The UK's falling GDP According to Stuart Bernau, Nationwide's executive director, "The gloomy view among consumers is perhaps not surprising given that over the last 12 months the UK's GDP (gross domestic product) has almost halved. It also suggests that, as we approached the end of the year, people may have reappraised their situation and become more realistic about the future. But, with the speculation of a fall in interest rates and recent figures showing that the appetite for new debt has fallen to its lowest level for 11 years, we may begin to see a slight shift in consumers' attitudes."
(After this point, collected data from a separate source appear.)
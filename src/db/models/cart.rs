//! Cart (saved-for-later) models.

use serde::{Deserialize, Serialize};
use sqlx::FromRow;

#[derive(Debug, Clone, Serialize, Deserialize, FromRow)]
pub struct CartItem {
    pub id: String,
    pub listing_id: String,
    pub user_id: String,
    pub promo_code: Option<String>,
    pub created_at: String,
}

#[derive(Debug, Default, Deserialize)]
#[serde(default)]
pub struct AddToCartRequest {
    pub listing_id: String,
    pub promo_code: Option<String>,
}

/// Cart row joined with the saved listing
#[derive(Debug, Clone, FromRow)]
pub struct CartRow {
    #[sqlx(flatten)]
    pub item: CartItem,
    pub title: String,
    pub car_model: String,
    pub city: String,
    pub price: f64,
    pub image1: Option<String>,
}

#[derive(Debug, Clone, Serialize, Deserialize)]
pub struct CartEntry {
    pub id: String,
    pub listing_id: String,
    pub promo_code: Option<String>,
    pub title: String,
    pub car_model: String,
    pub city: String,
    pub price: f64,
    pub image: Option<String>,
    pub created_at: String,
}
Less optimism In addition to the main Nationwide Consumer Confidence Index, the building society tracks three other indices:
- Present Situation Index The Present Situation Index fell by 10 points to 91 in December 2005 (its lowest ever level). The 10 point fall follows a similar rise the previous month, returning the index to its longer-term downward trend. Consumers' view of the current economic situation appeared downbeat, with a fall in the number of people considering it to be "good", and an increase in those regarding it as "normal". Their view of the employment situation also appears subdued; in December 2004, 69% of consumers were positive about the number of jobs available compared to only 54% in December 2005.
- Expectations Index The Expectations Index fell by 2 points to 99, and expectations continue to be well below the buoyant levels reached in spring 2005. For the third consecutive month, only 45% of people interviewed were positive about the number of jobs available in 6 months time, which was 13 points lower than one year before.
- Spending Index The Spending Index saw its biggest ever fall, dropping 18 points to 103. A similarly large fall (12 points) was seen in December 2004 and was followed by a bounce back the following month. Nationwide's figures for both December 2004 and December 2005 showed that people usually view December as a particularly bad month to buy household goods such as fridges or washing machines (preferring to wait for the January sales), and an equally bad time to make major purchases such as a house or car, as they focus instead on shopping for Christmas. This tendency may, however, prove to be a seasonal trend, and Nationwide expects the index to regain some of its previous momentum as it did in January 2005.